Странная операция. Вряд ли Набоков хотел убрать Милюкова. Потому что тогда какого черта он бросался наперерез убийце? Скорее всего, это была инсценировка покушения. Но тогда почему Набоков был тяжело ранен — пусть не опасно для жизни, но очень тяжело; он, можно сказать, почти потерял руку, лишился употребления руки, как говорилось в давние времена. Если это была инсценировка, то Набоков должен был сбить террориста с ног, прижать к земле, и все это с помощью полиции. То есть он должен был бы настичь террориста на полсекунды раньше полиции. Что помешало?

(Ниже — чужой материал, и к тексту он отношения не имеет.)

//! Exact decimal money (C1: Money & Decimal Primitives).
//!
//! All monetary amounts are exact decimals with explicit scale (spec §4.1). Intermediate
//! computation stays full precision; rounding only happens at a value's write boundary
//! (invoice totals, credit-note totals, wallet balances), via [`Money::rounded`].

use rust_decimal::Decimal;
use serde::{Deserialize, Serialize};
use std::ops::{Add, Neg, Sub};

/// ISO 4217-ish currency code with the minor-unit scale needed for rounding.
#[derive(Debug, Clone, Copy, PartialEq, Eq, Hash, Serialize, Deserialize)]
#[serde(rename_all = "UPPERCASE")]
pub enum Currency {
    USD,
    EUR,
    GBP,
    CAD,
    AUD,
    /// Yen has no minor unit.
    JPY,
}

impl Currency {
    /// Number of decimal places used when rounding amounts in this currency for
    /// persistence (spec §4.1: "rounded at their write-boundary").
    pub fn minor_unit_scale(&self) -> u32 {
        match self {
            Currency::JPY => 0,
            _ => 2,
        }
    }
}

impl std::fmt::Display for Currency {
    fn fmt(&self, f: &mut std::fmt::Formatter<'_>) -> std::fmt::Result {
        match self {
            Currency::USD => write!(f, "USD"),
            Currency::EUR => write!(f, "EUR"),
            Currency::GBP => write!(f, "GBP"),
            Currency::CAD => write!(f, "CAD"),
            Currency::AUD => write!(f, "AUD"),
            Currency::JPY => write!(f, "JPY"),
        }
    }
}

/// Arbitrary-precision signed decimal money value with a currency tag.
///
/// Mixing currencies across an operation is a contract violation and panics immediately
/// rather than silently coercing one side.
#[derive(Debug, Clone, Copy, PartialEq, Serialize, Deserialize)]
pub struct Money {
    pub amount: Decimal,
    pub currency: Currency,
}

impl Money {
    pub fn new(amount: Decimal, currency: Currency) -> Self {
        Self { amount, currency }
    }

    pub fn zero(currency: Currency) -> Self {
        Self::new(Decimal::ZERO, currency)
    }

    fn assert_same_currency(&self, other: &Money) {
        assert_eq!(
            self.currency, other.currency,
            "currency mismatch: {} vs {}",
            self.currency, other.currency
        );
    }

    pub fn add(&self, other: &Money) -> Money {
        self.assert_same_currency(other);
        Money::new(self.amount + other.amount, self.currency)
    }

    pub fn sub(&self, other: &Money) -> Money {
        self.assert_same_currency(other);
        Money::new(self.amount - other.amount, self.currency)
    }

    pub fn mul_scalar(&self, factor: Decimal) -> Money {
        Money::new(self.amount * factor, self.currency)
    }

    pub fn negate(&self) -> Money {
        Money::new(-self.amount, self.currency)
    }

    pub fn is_zero(&self) -> bool {
        self.amount.is_zero()
    }

    pub fn is_negative(&self) -> bool {
        self.amount.is_sign_negative() && !self.amount.is_zero()
    }

    /// `Max(a, 0)` from spec §4.1.
    pub fn max_zero(&self) -> Money {
        if self.is_negative() {
            Money::zero(self.currency)
        } else {
            *self
        }
    }

    pub fn max(&self, other: &Money) -> Money {
        self.assert_same_currency(other);
        if self.amount >= other.amount {
            *self
        } else {
            *other
        }
    }

    pub fn min(&self, other: &Money) -> Money {
        self.assert_same_currency(other);
        if self.amount <= other.amount {
            *self
        } else {
            *other
        }
    }

    /// Round to the currency's minor-unit scale, half-away-from-zero (spec §4.1).
    pub fn rounded(&self) -> Money {
        Money::new(
            round_half_away_from_zero(self.amount, self.currency.minor_unit_scale()),
            self.currency,
        )
    }

    pub fn compare(&self, other: &Money) -> std::cmp::Ordering {
        self.assert_same_currency(other);
        self.amount.cmp(&other.amount)
    }
}

impl Add for Money {
    type Output = Money;
    fn add(self, rhs: Money) -> Money {
        Money::add(&self, &rhs)
    }
}

impl Sub for Money {
    type Output = Money;
    fn sub(self, rhs: Money) -> Money {
        Money::sub(&self, &rhs)
    }
}

impl Neg for Money {
    type Output = Money;
    fn neg(self) -> Money {
        self.negate()
    }
}

impl std::fmt::Display for Money {
    fn fmt(&self, f: &mut std::fmt::Formatter<'_>) -> std::fmt::Result {
        write!(f, "{} {}", self.currency, self.rounded().amount)
    }
}

/// Half-away-from-zero rounding to `scale` decimal places.
///
/// `rust_decimal`'s default `round_dp` is banker's rounding (half-to-even); the spec
/// mandates half-away-from-zero, so this adds the sign-correct 0.5-at-`scale+1` nudge
/// before truncating, matching the classic "round half up" idiom for signed amounts.
pub fn round_half_away_from_zero(value: Decimal, scale: u32) -> Decimal {
    use rust_decimal::RoundingStrategy;
    value.round_dp_with_strategy(scale, RoundingStrategy::MidpointAwayFromZero)
}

Россия помешала, — грустно думал я. — Как всегда в последний миг что-то не задалось, споткнулось, соскочило с рельсов. Боевика выпускали одни агенты, а другие агенты, которым надлежало его валить с ног, как раз в этот миг пошли курить. Или пистолет не той пулей зарядили. “Поди ж ты! Кажинный раз на этом месте!” Или Набоков, как истинно русская натура, сначала решил Милюкова ликвидировать, но в последний миг передумал и бросился вперед, под пулю? Все может быть. Бунтование раскрепощенных индивидов. Россия, я же говорю.
Это не я один говорю. Об этом осенью двадцать второго года говорил весь Петроград, и лаврские монахи — тоже.
Хотя на истинно русскую размашистую личность Набоков не очень-то был похож. Он был человек умный и жесткий и сразу же начал наводить некое подобие порядка. Потому что при Милюкове был полный разор и бред. Формально власть принадлежала правительству и выборным губернаторам, — вам, уважаемый господин репортер, наверное, уже неинтересно, но послушайте еще чуточку! — но реально власть перешла в руки революционно-демократических безумцев. Декаденты, длинноволосые мальчики и стриженые девочки. Анархисты, мистики и святители драгоценной человеческой личности. Культ личности воцарился тогда в России: личность, личность и еще раз личность, свободная, ничем не скованная, никаких пределов не знающая, ценная сама по себе, в полноте своих желаний и устремлений и довольно-таки странных капризов. Устремления и капризы были глупые, вычитанные, затверженные, но плохо переваренные. Безумные прожекты: крестьян сгоняли в коммуны, рабочих заставляли строить какие-то “города будущего”, в этих городах отменяли деньги и полицию — и наконец, в России перестало хватать хлеба, зато стало слишком много грабежей и убийств. Больше, чем в год революции, — трудно поверить, но это факт.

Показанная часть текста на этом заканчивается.